The importance of open table formats for modern data lakes

Open table formats offer enterprises the capabilities of data warehouses and the flexibility of data lakes.
April 7, 2025

Open table formats are reshaping how enterprises interact with data lakes. These formats—most notably Delta Lake and Apache Iceberg—bring much-needed ACID compliance, schema evolution, and data versioning to traditionally schema-less, append-only data lakes. Despite growing adoption, the industry has yet to settle on a single technical standard, resembling previous format wars

This ongoing competition offers both opportunities and challenges for those looking to build scalable, future-proof data architectures in pursuit of advanced analytics, including AI.

What are open table formats and why do they matter?
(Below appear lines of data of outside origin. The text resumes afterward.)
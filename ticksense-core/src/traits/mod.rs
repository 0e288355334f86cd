//! Collaborator Traits
//!
//! The tick loop never touches hardware directly. Everything outside the
//! scheduling core is reached through three traits:
//!
//! - [`sensor`] - [`SensorInterface`], one object dispatching acquisition
//!   calls by measurement definition
//! - [`protocol`] - [`Protocol`], the uplink buffer and radio
//! - [`platform`] - [`Platform`], battery probe and sleep
//!
//! Time comes from [`TimeSource`], re-exported here for convenience.
//!
//! ## Optional Capabilities
//!
//! Most sensors only need `collect`. Every other capability has a default
//! that matches a sensor without that feature, so a driver implements only
//! what its hardware needs:
//!
//! ```rust
//! use ticksense_core::traits::SensorInterface;
//! use ticksense_core::measurement::{MeasurementDefinition, Reading, ValueKind};
//! use ticksense_core::errors::SensorResult;
//!
//! struct FixedValue(i64);
//!
//! impl SensorInterface for FixedValue {
//!     fn value_kind(&self, _def: &MeasurementDefinition) -> Option<ValueKind> {
//!         Some(ValueKind::Integer)
//!     }
//!
//!     fn collect(&mut self, _def: &MeasurementDefinition) -> SensorResult<Reading> {
//!         Ok(Reading::Integer(self.0))
//!     }
//! }
//! ```

pub mod platform;
pub mod protocol;
pub mod sensor;

pub use platform::Platform;
pub use protocol::Protocol;
pub use sensor::SensorInterface;

pub use crate::time::TimeSource;
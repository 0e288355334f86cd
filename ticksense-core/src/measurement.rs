//! Measurement definitions and readings
//!
//! A [`MeasurementDefinition`] says *what* to sample and *how often*:
//!
//! ```text
//!   period = 2, samplecount = 4, transmit interval = T
//!
//!   |<---------- T ---------->|<---------- T ---------->|
//!   ||     .     .     .     .||     .     .     .     .||
//!         ^           ^             ^           ^       send
//!   samples are spread evenly over period * T and sent once
//!   every `period` transmit ticks
//! ```
//!
//! A definition with `period == 0` or `samplecount == 0` is inactive: it is
//! never sampled and never sent.

use core::fmt;

use heapless::String;

use crate::constants::buffers::{MEASURE_NAME_LEN, VALUE_STR_LEN};
use crate::errors::{ConfigError, ConfigResult};

/// Inline measurement name
pub type MeasurementName = String<MEASURE_NAME_LEN>;

/// Inline text reading
pub type ReadingText = String<VALUE_STR_LEN>;

/// Sensor category of a measurement
///
/// The sensor interface maps a kind to a concrete driver and decides which
/// [`ValueKind`] its readings have.
#[derive(Debug, Clone, Copy, PartialEq, Eq, Hash)]
#[cfg_attr(feature = "serde", derive(serde::Serialize, serde::Deserialize))]
pub enum MeasurementKind {
    /// Register read from a Modbus device
    Modbus,
    /// Particulate matter, 10 micron
    Pm10,
    /// Particulate matter, 2.5 micron
    Pm25,
    /// RMS current from a clamp
    CurrentClamp,
    /// One-wire temperature probe
    W1Probe,
    /// HTU21D relative humidity
    Htu21dHumidity,
    /// HTU21D temperature
    Htu21dTemperature,
    /// Battery monitor
    BatteryMonitor,
    /// Pulse counter input
    PulseCount,
    /// Ambient light
    Light,
    /// Sound level
    Sound,
    /// Firmware version string
    FirmwareVersion,
    /// Configuration revision
    ConfigRevision,
    /// Four-to-twenty milliamp loop
    Ftma,
    /// Digital IO state
    IoReading,
    /// User defined
    Custom0,
    /// User defined
    Custom1,
}

impl MeasurementKind {
    /// Short human readable name
    pub const fn name(&self) -> &'static str {
        match self {
            Self::Modbus => "MODBUS",
            Self::Pm10 => "PM10",
            Self::Pm25 => "PM25",
            Self::CurrentClamp => "CURRENT_CLAMP",
            Self::W1Probe => "W1_PROBE",
            Self::Htu21dHumidity => "HTU21D_HUM",
            Self::Htu21dTemperature => "HTU21D_TMP",
            Self::BatteryMonitor => "BAT_MON",
            Self::PulseCount => "PULSE_COUNT",
            Self::Light => "LIGHT",
            Self::Sound => "SOUND",
            Self::FirmwareVersion => "FW_VERSION",
            Self::ConfigRevision => "CONFIG_REVISION",
            Self::Ftma => "FTMA",
            Self::IoReading => "IO_READING",
            Self::Custom0 => "CUSTOM_0",
            Self::Custom1 => "CUSTOM_1",
        }
    }
}

/// Value type produced by a sensor
#[derive(Debug, Clone, Copy, PartialEq, Eq, Default)]
#[cfg_attr(feature = "serde", derive(serde::Serialize, serde::Deserialize))]
pub enum ValueKind {
    /// Signed 64-bit integer
    #[default]
    Integer,
    /// 32-bit float
    Float,
    /// Short text, never aggregated
    Text,
}

/// One value returned by a sensor
#[derive(Debug, Clone, PartialEq)]
#[cfg_attr(feature = "serde", derive(serde::Serialize, serde::Deserialize))]
pub enum Reading {
    /// Integer value
    Integer(i64),
    /// Float value
    Float(f32),
    /// Text value
    Text(ReadingText),
}

impl Reading {
    /// Value kind of this reading
    pub fn kind(&self) -> ValueKind {
        match self {
            Self::Integer(_) => ValueKind::Integer,
            Self::Float(_) => ValueKind::Float,
            Self::Text(_) => ValueKind::Text,
        }
    }

    /// Build a text reading, truncating at a character boundary if too long.
    pub fn text(s: &str) -> Self {
        let mut text = ReadingText::new();
        for c in s.chars() {
            if text.push(c).is_err() {
                break;
            }
        }
        Self::Text(text)
    }
}

impl fmt::Display for Reading {
    fn fmt(&self, f: &mut fmt::Formatter<'_>) -> fmt::Result {
        match self {
            Self::Integer(v) => write!(f, "{}", v),
            Self::Float(v) => write!(f, "{:.3}", v),
            Self::Text(s) => write!(f, "\"{}\"", s),
        }
    }
}

/// Normalise a user supplied name.
///
/// Trailing spaces are dropped and interior spaces become `_`. Empty and
/// over-long names are rejected.
pub fn normalise_name(raw: &str) -> ConfigResult<MeasurementName> {
    let trimmed = raw.trim_end_matches(' ');
    if trimmed.is_empty() || trimmed.len() > MEASURE_NAME_LEN {
        return Err(ConfigError::InvalidName);
    }
    let mut name = MeasurementName::new();
    for c in trimmed.chars() {
        let c = if c == ' ' { '_' } else { c };
        name.push(c).map_err(|_| ConfigError::InvalidName)?;
    }
    Ok(name)
}

/// What to sample and how often
#[derive(Debug, Clone, PartialEq, Eq)]
#[cfg_attr(feature = "serde", derive(serde::Serialize, serde::Deserialize))]
pub struct MeasurementDefinition {
    /// Unique name, at most [`MEASURE_NAME_LEN`] bytes
    pub name: MeasurementName,
    /// Sensor category
    pub kind: MeasurementKind,
    /// Transmit ticks per full sample-and-send cycle, 0 disables
    pub period: u8,
    /// Samples spread across one period, 0 disables
    pub samplecount: u8,
    /// Sample just before the period ends (single-sample only)
    pub is_immediate: bool,
}

impl MeasurementDefinition {
    /// Create a definition with a normalised name.
    pub fn new(name: &str, kind: MeasurementKind, period: u8, samplecount: u8) -> ConfigResult<Self> {
        Ok(Self {
            name: normalise_name(name)?,
            kind,
            period,
            samplecount,
            is_immediate: false,
        })
    }

    /// Mark the definition as immediate
    pub fn with_immediate(mut self, is_immediate: bool) -> Self {
        self.is_immediate = is_immediate;
        self
    }

    /// Name as a string slice
    pub fn name(&self) -> &str {
        self.name.as_str()
    }

    /// Whether this definition takes part in scheduling and sending.
    #[inline]
    pub fn is_active(&self) -> bool {
        self.period > 0 && self.samplecount > 0 && !self.name.is_empty()
    }

    /// Whether the definition is sent in the given transmit cycle.
    #[inline]
    pub fn is_due(&self, cycle_count: u32) -> bool {
        self.is_active() && cycle_count % self.period as u32 == 0
    }

    /// Immediate mode only applies to single-sample definitions.
    #[inline]
    pub fn effective_immediate(&self) -> bool {
        self.is_immediate && self.samplecount == 1
    }
}
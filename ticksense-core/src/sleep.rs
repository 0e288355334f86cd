//! Sleep governor
//!
//! Picks a nap that ends a safe margin before the nearest of the next
//! scheduler deadline and the next transmit tick:
//!
//! ```text
//!   now              next sample        next send
//!    |----------------------|----------------|
//!    |<--- nap --->|<margin>|
//! ```
//!
//! Sleeping is skipped when the power policy forbids it, when either
//! deadline has already passed, and when the nap would be shorter than the
//! minimum worth taking.

use crate::config::PowerMode;
use crate::cycle::TransmitCycle;
use crate::scheduler::Scheduler;
use crate::time::Timestamp;
use crate::traits::Platform;

/// Why the governor did or did not sleep
#[derive(Debug, Clone, Copy, PartialEq, Eq)]
pub enum SleepDecision {
    /// Power policy does not allow sleep
    PowerPolicy,
    /// The scheduler deadline has passed
    SampleDue,
    /// The transmit tick is over
    SendDue,
    /// Nap would be shorter than the minimum
    TooShort,
    /// Asked the platform to sleep for this long
    Slept {
        /// Requested nap (milliseconds)
        ms: u32,
        /// Whether the platform actually slept
        entered: bool,
    },
}

/// Derives safe nap durations
#[derive(Debug, Clone, Copy, PartialEq, Eq)]
pub struct SleepGovernor {
    mode: PowerMode,
    min_sleep_ms: u32,
    last_slept: bool,
}

impl SleepGovernor {
    /// New governor
    pub const fn new(mode: PowerMode, min_sleep_ms: u32) -> Self {
        Self { mode, min_sleep_ms, last_slept: false }
    }

    /// Current power policy
    pub fn power_mode(&self) -> PowerMode {
        self.mode
    }

    /// Change the power policy
    pub fn set_power_mode(&mut self, mode: PowerMode) {
        self.mode = mode;
    }

    fn may_sleep<H: Platform + ?Sized>(&self, platform: &mut H) -> bool {
        match self.mode {
            PowerMode::Auto => platform.on_battery() == Some(true),
            PowerMode::Battery => true,
            PowerMode::Plugged => false,
        }
    }

    /// Nap length for the given deadlines, if one is worth taking.
    pub fn nap_ms(&self, scheduler: &Scheduler, cycle: &TransmitCycle, now: Timestamp) -> Result<u32, SleepDecision> {
        if scheduler.time_to_next(now) == 0 {
            return Err(SleepDecision::SampleDue);
        }
        if cycle.elapsed(now) >= cycle.interval_ms() as u64 {
            return Err(SleepDecision::SendDue);
        }
        let nap = scheduler.time_to_next(now).min(cycle.time_to_next(now));
        if nap < self.min_sleep_ms as u64 {
            return Err(SleepDecision::TooShort);
        }
        Ok((nap - self.min_sleep_ms as u64).min(u32::MAX as u64) as u32)
    }

    /// Sleep if policy and deadlines allow.
    pub fn maybe_sleep<H: Platform + ?Sized>(
        &mut self,
        scheduler: &Scheduler,
        cycle: &TransmitCycle,
        platform: &mut H,
        now: Timestamp,
    ) -> SleepDecision {
        if !self.may_sleep(platform) {
            return SleepDecision::PowerPolicy;
        }
        let ms = match self.nap_ms(scheduler, cycle, now) {
            Ok(ms) => ms,
            Err(decision) => return decision,
        };
        if self.last_slept {
            meas_debug!("Woke from sleep.");
            self.last_slept = false;
        }
        meas_debug!("Sleeping for {}ms", ms);
        let entered = platform.sleep_for(ms);
        self.last_slept = entered;
        SleepDecision::Slept { ms, entered }
    }
}
//! Measurement Registry
//!
//! Fixed-capacity table pairing every [`MeasurementDefinition`] with its
//! [`MeasurementAccumulator`]. Slots never move: a removed measurement
//! leaves a hole that the next `add` fills. The slot index is the order
//! the scheduler and the uplink pipeline walk the table in, and the
//! pipeline's resumption cursor is an index into it.
//!
//! ```text
//!   slot:   0      1      2      3      4     ...  N-1
//!         [CC1 ] [TMP ] [    ] [PC1 ] [    ]      [    ]
//!                         ^ next add lands here
//! ```
//!
//! Edits that change how a sensor is powered (`add`, `remove`,
//! `set_period`) take the [`SensorInterface`] so the driver hears about
//! them.

use crate::accumulator::MeasurementAccumulator;
use crate::constants::buffers::MAX_MEASUREMENTS;
use crate::constants::time::DEFAULT_COLLECTION_TIME_MS;
use crate::errors::{ConfigError, ConfigResult};
use crate::measurement::{normalise_name, MeasurementDefinition};
use crate::traits::sensor::{resolve_collection_time, SensorInterface};

/// Where the boot-time table came from
#[derive(Debug, Clone, Copy, PartialEq, Eq)]
pub enum BootSource {
    /// Persisted definitions were loaded
    Persisted,
    /// Nothing was persisted; defaults were installed and should be
    /// committed
    Defaults,
}

/// One occupied slot
#[derive(Debug, Clone, PartialEq)]
pub struct Entry {
    pub(crate) def: MeasurementDefinition,
    pub(crate) acc: MeasurementAccumulator,
}

impl Entry {
    /// Definition in this slot
    pub fn definition(&self) -> &MeasurementDefinition {
        &self.def
    }

    /// Accumulator in this slot
    pub fn accumulator(&self) -> &MeasurementAccumulator {
        &self.acc
    }
}

/// Fixed-capacity measurement table
#[derive(Debug, Clone)]
pub struct MeasurementRegistry<const N: usize = MAX_MEASUREMENTS> {
    slots: [Option<Entry>; N],
    default_collection_time_ms: u32,
}

impl<const N: usize> MeasurementRegistry<N> {
    /// Empty table.
    pub fn new(default_collection_time_ms: u32) -> Self {
        Self {
            slots: core::array::from_fn(|_| None),
            default_collection_time_ms,
        }
    }

    /// Number of slots
    pub const fn capacity(&self) -> usize {
        N
    }

    /// Occupied slots
    pub fn len(&self) -> usize {
        self.slots.iter().filter(|s| s.is_some()).count()
    }

    /// No measurement defined
    pub fn is_empty(&self) -> bool {
        self.slots.iter().all(|s| s.is_none())
    }

    /// Add a definition to the first free slot, returning its index.
    pub fn add<S>(&mut self, mut def: MeasurementDefinition, sensors: &mut S) -> ConfigResult<usize>
    where
        S: SensorInterface + ?Sized,
    {
        def.name = normalise_name(def.name.as_str())?;

        if self.index_of(def.name()).is_some() {
            meas_error!("Tried to add measurement with the same name: {}", def.name());
            return Err(ConfigError::DuplicateName);
        }

        let Some(index) = self.slots.iter().position(|s| s.is_none()) else {
            meas_error!("Could not find a space to add {}", def.name());
            return Err(ConfigError::TableFull);
        };

        let Some(value_kind) = sensors.value_kind(&def) else {
            meas_error!("No sensor interface for {} ({})", def.name(), def.kind.name());
            return Err(ConfigError::UnsupportedKind);
        };

        let collection_time = resolve_collection_time(sensors, &def, self.default_collection_time_ms);
        sensors.enable(&def, def.period > 0);

        self.slots[index] = Some(Entry {
            acc: MeasurementAccumulator::new(value_kind, collection_time),
            def,
        });
        Ok(index)
    }

    /// Disable the sensor and free its slot.
    pub fn remove<S>(&mut self, name: &str, sensors: &mut S) -> ConfigResult<MeasurementDefinition>
    where
        S: SensorInterface + ?Sized,
    {
        let index = self.index_of(name).ok_or(ConfigError::UnknownMeasurement)?;
        let entry = self.slots[index].take().ok_or(ConfigError::UnknownMeasurement)?;
        sensors.enable(&entry.def, false);
        Ok(entry.def)
    }

    /// Give a measurement a new name.
    pub fn rename(&mut self, old: &str, new: &str) -> ConfigResult<()> {
        let new_name = normalise_name(new)?;
        if self.index_of(new_name.as_str()).is_some() {
            meas_debug!("Measurement with new name already exists.");
            return Err(ConfigError::DuplicateName);
        }
        let entry = self.entry_mut(old).ok_or(ConfigError::UnknownMeasurement)?;
        entry.def.name = new_name;
        Ok(())
    }

    /// Change the period, powering the sensor up or down when it switches
    /// between enabled and disabled.
    pub fn set_period<S>(&mut self, name: &str, period: u8, sensors: &mut S) -> ConfigResult<()>
    where
        S: SensorInterface + ?Sized,
    {
        let entry = self.entry_mut(name).ok_or(ConfigError::UnknownMeasurement)?;
        if (period > 0) != (entry.def.period > 0) {
            sensors.enable(&entry.def, period > 0);
        }
        entry.def.period = period;
        Ok(())
    }

    /// Period in transmit ticks
    pub fn period(&self, name: &str) -> ConfigResult<u8> {
        self.definition(name).map(|d| d.period).ok_or(ConfigError::UnknownMeasurement)
    }

    /// Change the number of samples per period. Zero is rejected.
    pub fn set_samplecount(&mut self, name: &str, samplecount: u8) -> ConfigResult<()> {
        if samplecount == 0 {
            meas_error!("Cannot set the samplecount to 0.");
            return Err(ConfigError::InvalidSampleCount);
        }
        let entry = self.entry_mut(name).ok_or(ConfigError::UnknownMeasurement)?;
        entry.def.samplecount = samplecount;
        Ok(())
    }

    /// Samples per period
    pub fn samplecount(&self, name: &str) -> ConfigResult<u8> {
        self.definition(name).map(|d| d.samplecount).ok_or(ConfigError::UnknownMeasurement)
    }

    /// Mark or unmark a measurement as immediate
    pub fn set_immediate(&mut self, name: &str, is_immediate: bool) -> ConfigResult<()> {
        let entry = self.entry_mut(name).ok_or(ConfigError::UnknownMeasurement)?;
        entry.def.is_immediate = is_immediate;
        Ok(())
    }

    /// Whether a measurement is immediate
    pub fn is_immediate(&self, name: &str) -> ConfigResult<bool> {
        self.definition(name).map(|d| d.is_immediate).ok_or(ConfigError::UnknownMeasurement)
    }

    /// Ask for a measurement to be read and sent out of band.
    pub fn request_instant_send(&mut self, name: &str) -> ConfigResult<()> {
        let entry = self.entry_mut(name).ok_or(ConfigError::UnknownMeasurement)?;
        entry.acc.instant_send_requested = true;
        Ok(())
    }

    /// Visit every enabled definition in slot order. Stops early and
    /// returns false when the visitor does.
    pub fn for_each<F>(&self, mut visitor: F) -> bool
    where
        F: FnMut(&MeasurementDefinition) -> bool,
    {
        for entry in self.slots.iter().flatten() {
            if entry.def.period == 0 || entry.def.name.is_empty() {
                continue;
            }
            if !visitor(&entry.def) {
                return false;
            }
        }
        true
    }

    /// Occupied slots with their index
    pub fn iter(&self) -> impl Iterator<Item = (usize, &Entry)> {
        self.slots
            .iter()
            .enumerate()
            .filter_map(|(i, s)| s.as_ref().map(|e| (i, e)))
    }

    /// Slot index of a measurement
    pub fn index_of(&self, name: &str) -> Option<usize> {
        self.slots
            .iter()
            .position(|s| matches!(s, Some(e) if e.def.name() == name))
    }

    /// Entry by name
    pub fn get(&self, name: &str) -> Option<&Entry> {
        self.index_of(name).and_then(|i| self.slots[i].as_ref())
    }

    /// Definition by name
    pub fn definition(&self, name: &str) -> Option<&MeasurementDefinition> {
        self.get(name).map(|e| &e.def)
    }

    /// Accumulator by name
    pub fn accumulator(&self, name: &str) -> Option<&MeasurementAccumulator> {
        self.get(name).map(|e| &e.acc)
    }

    /// Install the boot-time table.
    ///
    /// Falls back to `defaults` when nothing was persisted. Definitions the
    /// sensor interface rejects are logged and skipped.
    pub fn load<S>(
        &mut self,
        persisted: &[MeasurementDefinition],
        defaults: &[MeasurementDefinition],
        sensors: &mut S,
    ) -> BootSource
    where
        S: SensorInterface + ?Sized,
    {
        let persisted_count = persisted.iter().filter(|d| !d.name.is_empty()).count();
        let (source, defs) = if persisted_count == 0 {
            meas_error!("No persistent loaded, load defaults.");
            (BootSource::Defaults, defaults)
        } else {
            meas_debug!("Loading measurements.");
            (BootSource::Persisted, persisted)
        };

        for def in defs.iter().filter(|d| !d.name.is_empty()) {
            if let Err(_e) = self.add(def.clone(), sensors) {
                meas_warn!("Skipping {} at boot: {}", def.name(), _e);
            }
        }
        source
    }

    pub(crate) fn slot_mut(&mut self, index: usize) -> Option<&mut Entry> {
        self.slots.get_mut(index).and_then(|s| s.as_mut())
    }

    pub(crate) fn entries_mut(&mut self) -> impl Iterator<Item = &mut Entry> {
        self.slots.iter_mut().flatten()
    }

    pub(crate) fn entry_mut(&mut self, name: &str) -> Option<&mut Entry> {
        let index = self.index_of(name)?;
        self.slots[index].as_mut()
    }

    pub(crate) fn default_collection_time_ms(&self) -> u32 {
        self.default_collection_time_ms
    }
}

impl<const N: usize> Default for MeasurementRegistry<N> {
    fn default() -> Self {
        Self::new(DEFAULT_COLLECTION_TIME_MS)
    }
}
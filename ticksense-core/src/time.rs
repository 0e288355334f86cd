//! Time management for the tick loop
//!
//! Everything in TickSense measures time as milliseconds from a monotonic
//! counter. Elapsed times are always computed with saturating subtraction
//! so a counter that briefly reads behind a stored timestamp yields zero
//! rather than a huge wrapped delta.

use core::cell::Cell;

/// Milliseconds since device boot
pub type Timestamp = u64;

/// Source of time for the node
pub trait TimeSource {
    /// Get current timestamp in milliseconds
    fn now(&self) -> Timestamp;

    /// Check if this source provides wall clock time (vs monotonic)
    fn is_wall_clock(&self) -> bool {
        false
    }
}

impl<T: TimeSource + ?Sized> TimeSource for &T {
    fn now(&self) -> Timestamp {
        (**self).now()
    }

    fn is_wall_clock(&self) -> bool {
        (**self).is_wall_clock()
    }
}

/// Milliseconds from `earlier` to `later`, zero if `later` is behind.
#[inline]
pub fn elapsed_ms(earlier: Timestamp, later: Timestamp) -> u64 {
    later.saturating_sub(earlier)
}

/// Monotonic time source backed by [`std::time::Instant`]
///
/// Starts at 0 when constructed.
#[cfg(feature = "std")]
#[derive(Debug, Clone)]
pub struct MonotonicTime {
    start: std::time::Instant,
}

#[cfg(feature = "std")]
impl MonotonicTime {
    /// Start counting from now.
    pub fn new() -> Self {
        Self { start: std::time::Instant::now() }
    }
}

#[cfg(feature = "std")]
impl Default for MonotonicTime {
    fn default() -> Self {
        Self::new()
    }
}

#[cfg(feature = "std")]
impl TimeSource for MonotonicTime {
    fn now(&self) -> Timestamp {
        self.start.elapsed().as_millis() as Timestamp
    }
}

/// Manually driven time source for tests and simulation
///
/// Uses interior mutability so a shared reference can be handed to the
/// node while the test keeps advancing the clock.
#[derive(Debug, Clone, Default)]
pub struct FixedTime {
    timestamp: Cell<Timestamp>,
}

impl FixedTime {
    /// Create a clock stopped at `timestamp`.
    pub const fn new(timestamp: Timestamp) -> Self {
        Self { timestamp: Cell::new(timestamp) }
    }

    /// Jump to an absolute time.
    pub fn set(&self, timestamp: Timestamp) {
        self.timestamp.set(timestamp);
    }

    /// Move the clock forward.
    pub fn advance(&self, ms: u64) {
        self.timestamp.set(self.timestamp.get().saturating_add(ms));
    }
}

impl TimeSource for FixedTime {
    fn now(&self) -> Timestamp {
        self.timestamp.get()
    }
}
Open table formats are a layer of abstraction that wrap around data files, organizing them into a database-like structure. Their capabilities transform traditional data lakes into true data lakehouses, blending the best of data warehouses and data lakes through:

  • ACID transactions: Guaranteeing data integrity and validity in the midst of concurrent workloads and potential errors
  • Schema evolution: Allowing schema modifications without breaking existing queries and reducing the need to rewrite data files – historically a costly and time-consuming operation for structured data on the data lake
  • Time travel and versioning: Enabling rollback or historical data analysis
  • Partitioning and performance optimizations: Enhancing query speed and efficiency for relational data stored on a data lake

Traditionally, data lakes have provided inexpensive storage for vast amounts of structured and unstructured data. However, their lack of transaction support and governance mechanisms has led to significant challenges in maintaining data integrity, especially as regulatory compliance becomes increasingly stringent and organizations increasingly pursue advanced analytics and AI.

Delta Lake vs. Apache Iceberg

Today, two major contenders in the open table format space stand out: Delta Lake, developed by Databricks, and Apache Iceberg, an open-source project originally developed at Netflix. Both provide robust transactional support and performance enhancements, but they differ in key areas.

Delta Lake evolved closely alongside and is highly optimized for Databricks and Spark, gaining traction among enterprise customers due to its top-notch performance and support for real-time use cases.

Under the hood, Delta Lake uses a transaction log (_delta_log) to record actions like inserts, deletes, or schema changes. This log is append-only and provides a linear history of changes, making it simple to implement time travel and rollback functionality. Owing to the linear nature of the filesystem, querying Delta tables does not require a technical catalog (metastore). Data governance, however, still requires a catalog. Unity Catalog, in particular, is optimized to work with the broader Databricks ecosystem, although Delta Lake can also be combined with other data catalogs.

Apache Iceberg is a table format initially created by Netflix but has since seen a wide breadth of contributions from Apple, Netflix, Amazon, Adobe, and others. It enjoys broad query service ecosystem support through dedicated query platforms like Trino, Presto, and Flink, as well as warehouse platforms like Snowflake, BigQuery, and Redshift Spectrum. This makes Iceberg a popular choice for companies looking for a broadly accessible format.

Under the hood, Iceberg organizes metadata in a tree-like structure, with snapshots and manifests, which helps it scale more efficiently as the table grows. This makes it well-suited for petabyte-scale datasets and high-concurrency environments. Schema evolution can happen in place through metadata file updates, rather than needing to rewrite the data files themselves. However, due to the non-linear nature of Iceberg table management, the format requires a technical catalog for querying – to store and retrieve a table’s latest metadata, then return the correct state of the table. As with Delta Lake, Apache Iceberg may also be combined with a wide range of technical catalogs for governance.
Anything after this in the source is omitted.